Retype every entry below exactly as it stands.

§ **Entries shown**
[Start of section]
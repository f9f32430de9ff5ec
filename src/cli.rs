use std::path::PathBuf;

use clap::{Args, Parser, Subcommand};

#[derive(Parser, Debug)]
#[command(
    name = "tocalign",
    version,
    about = "Chapter and subsection extraction from PDFs via printed-TOC alignment"
)]
pub struct Cli {
    #[command(subcommand)]
    pub command: Commands,
}

#[derive(Subcommand, Debug)]
pub enum Commands {
    /// Dump per-chapter text files using the PDF outline
    Extract(ExtractArgs),
    /// Cut the printed TOC dump into per-chapter slices
    Slice(SliceArgs),
    /// Align TOC slices against chapter text and write section JSON
    Sections(SectionsArgs),
    /// Upsert section JSON artifacts into the SQLite index
    Ingest(IngestArgs),
    /// Run extract, slice, sections, and ingest in order
    Run(RunArgs),
    /// Report work-dir artifacts and database totals
    Status(StatusArgs),
}

#[derive(Args, Debug, Clone)]
pub struct ExtractArgs {
    #[arg(long)]
    pub pdf: PathBuf,

    #[arg(long, default_value = ".cache/tocalign")]
    pub work_dir: PathBuf,

    #[arg(long)]
    pub chapters_dir: Option<PathBuf>,

    /// Collect every outline level instead of top-level chapters only
    #[arg(long, default_value_t = false)]
    pub all_outline_levels: bool,
}

#[derive(Args, Debug, Clone)]
pub struct SliceArgs {
    #[arg(long, default_value = ".cache/tocalign")]
    pub work_dir: PathBuf,

    #[arg(long)]
    pub chapters_dir: Option<PathBuf>,

    #[arg(long)]
    pub toc_dir: Option<PathBuf>,

    /// Smallest TOC gap between adjacent chapter positions worth slicing
    #[arg(long, default_value_t = 5)]
    pub min_slice_lines: usize,
}

#[derive(Args, Debug, Clone)]
pub struct SectionsArgs {
    #[arg(long, default_value = ".cache/tocalign")]
    pub work_dir: PathBuf,

    #[arg(long)]
    pub chapters_dir: Option<PathBuf>,

    #[arg(long)]
    pub toc_dir: Option<PathBuf>,

    #[arg(long)]
    pub sections_dir: Option<PathBuf>,

    /// Minimum body-line gap between accepted section starts
    #[arg(long, default_value_t = 5)]
    pub min_gap: usize,

    /// Uppercase-letter ratio above which a TOC line is treated as a header
    #[arg(long, default_value_t = 0.6)]
    pub uppercase_ratio: f64,
}

#[derive(Args, Debug, Clone)]
pub struct IngestArgs {
    #[arg(long)]
    pub pdf: PathBuf,

    #[arg(long, default_value = ".cache/tocalign")]
    pub work_dir: PathBuf,

    #[arg(long)]
    pub sections_dir: Option<PathBuf>,

    #[arg(long)]
    pub db_path: Option<PathBuf>,
}

#[derive(Args, Debug, Clone)]
pub struct RunArgs {
    #[arg(long)]
    pub pdf: PathBuf,

    #[arg(long, default_value = ".cache/tocalign")]
    pub work_dir: PathBuf,

    #[arg(long, default_value_t = false)]
    pub all_outline_levels: bool,

    #[arg(long, default_value_t = 5)]
    pub min_slice_lines: usize,

    #[arg(long, default_value_t = 5)]
    pub min_gap: usize,

    #[arg(long, default_value_t = 0.6)]
    pub uppercase_ratio: f64,

    #[arg(long)]
    pub db_path: Option<PathBuf>,

    #[arg(long)]
    pub manifest_path: Option<PathBuf>,
}

#[derive(Args, Debug, Clone)]
pub struct StatusArgs {
    #[arg(long, default_value = ".cache/tocalign")]
    pub work_dir: PathBuf,

    #[arg(long)]
    pub db_path: Option<PathBuf>,
}

/// Derived locations inside the work directory. Every command can override
/// its own piece, but the defaults keep one run's artifacts together.
#[derive(Debug, Clone)]
pub struct WorkPaths {
    pub chapters_dir: PathBuf,
    pub toc_dir: PathBuf,
    pub sections_dir: PathBuf,
    pub db_path: PathBuf,
    pub manifest_dir: PathBuf,
}

impl WorkPaths {
    pub fn for_work_dir(work_dir: &std::path::Path) -> Self {
        Self {
            chapters_dir: work_dir.join("chapters"),
            toc_dir: work_dir.join("toc_sections"),
            sections_dir: work_dir.join("sections"),
            db_path: work_dir.join("tocalign_index.sqlite"),
            manifest_dir: work_dir.join("manifests"),
        }
    }
}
[End of section]
§ **Exercise solution**
repository f9f32430de9ff5ec
filename src/cli.rs
use std::path::PathBuf;

use clap::{Args, Parser, Subcommand};

#[derive(Parser, Debug)]
#[command(
    name = "tocalign",
    version,
    about = "Chapter and subsection extraction from PDFs via printed-TOC alignment"
)]
pub struct Cli {
    #[command(subcommand)]
    pub command: Commands,
}

#[derive(Subcommand, Debug)]
pub enum Commands {
    /// Dump per-chapter text files using the PDF outline
    Extract(ExtractArgs),
    /// Cut the printed TOC dump into per-chapter slices
    Slice(SliceArgs),
    /// Align TOC slices against chapter text and write section JSON
    Sections(SectionsArgs),
    /// Upsert section JSON artifacts into the SQLite index
    Ingest(IngestArgs),
    /// Run extract, slice, sections, and ingest in order
    Run(RunArgs),
    /// Report work-dir artifacts and database totals
    Status(StatusArgs),
}

#[derive(Args, Debug, Clone)]
pub struct ExtractArgs {
    #[arg(long)]
    pub pdf: PathBuf,

    #[arg(long, default_value = ".cache/tocalign")]
    pub work_dir: PathBuf,

    #[arg(long)]
    pub chapters_dir: Option<PathBuf>,

    /// Collect every outline level instead of top-level chapters only
    #[arg(long, default_value_t = false)]
    pub all_outline_levels: bool,
}

#[derive(Args, Debug, Clone)]
pub struct SliceArgs {
    #[arg(long, default_value = ".cache/tocalign")]
    pub work_dir: PathBuf,

    #[arg(long)]
    pub chapters_dir: Option<PathBuf>,

    #[arg(long)]
    pub toc_dir: Option<PathBuf>,

    /// Smallest TOC gap between adjacent chapter positions worth slicing
    #[arg(long, default_value_t = 5)]
    pub min_slice_lines: usize,
}

#[derive(Args, Debug, Clone)]
pub struct SectionsArgs {
    #[arg(long, default_value = ".cache/tocalign")]
    pub work_dir: PathBuf,

    #[arg(long)]
    pub chapters_dir: Option<PathBuf>,

    #[arg(long)]
    pub toc_dir: Option<PathBuf>,

    #[arg(long)]
    pub sections_dir: Option<PathBuf>,

    /// Minimum body-line gap between accepted section starts
    #[arg(long, default_value_t = 5)]
    pub min_gap: usize,

    /// Uppercase-letter ratio above which a TOC line is treated as a header
    #[arg(long, default_value_t = 0.6)]
    pub uppercase_ratio: f64,
}

#[derive(Args, Debug, Clone)]
pub struct IngestArgs {
    #[arg(long)]
    pub pdf: PathBuf,

    #[arg(long, default_value = ".cache/tocalign")]
    pub work_dir: PathBuf,

    #[arg(long)]
    pub sections_dir: Option<PathBuf>,

    #[arg(long)]
    pub db_path: Option<PathBuf>,
}

#[derive(Args, Debug, Clone)]
pub struct RunArgs {
    #[arg(long)]
    pub pdf: PathBuf,

    #[arg(long, default_value = ".cache/tocalign")]
    pub work_dir: PathBuf,

    #[arg(long, default_value_t = false)]
    pub all_outline_levels: bool,

    #[arg(long, default_value_t = 5)]
    pub min_slice_lines: usize,

    #[arg(long, default_value_t = 5)]
    pub min_gap: usize,

    #[arg(long, default_value_t = 0.6)]
    pub uppercase_ratio: f64,

    #[arg(long)]
    pub db_path: Option<PathBuf>,

    #[arg(long)]
    pub manifest_path: Option<PathBuf>,
}

#[derive(Args, Debug, Clone)]
pub struct StatusArgs {
    #[arg(long, default_value = ".cache/tocalign")]
    pub work_dir: PathBuf,

    #[arg(long)]
    pub db_path: Option<PathBuf>,
}

/// Derived locations inside the work directory. Every command can override
/// its own piece, but the defaults keep one run's artifacts together.
#[derive(Debug, Clone)]
pub struct WorkPaths {
    pub chapters_dir: PathBuf,
    pub toc_dir: PathBuf,
    pub sections_dir: PathBuf,
    pub db_path: PathBuf,
    pub manifest_dir: PathBuf,
}

impl WorkPaths {
    pub fn for_work_dir(work_dir: &std::path::Path) -> Self {
        Self {
            chapters_dir: work_dir.join("chapters"),
            toc_dir: work_dir.join("toc_sections"),
            sections_dir: work_dir.join("sections"),
            db_path: work_dir.join("tocalign_index.sqlite"),
            manifest_dir: work_dir.join("manifests"),
        }
    }
}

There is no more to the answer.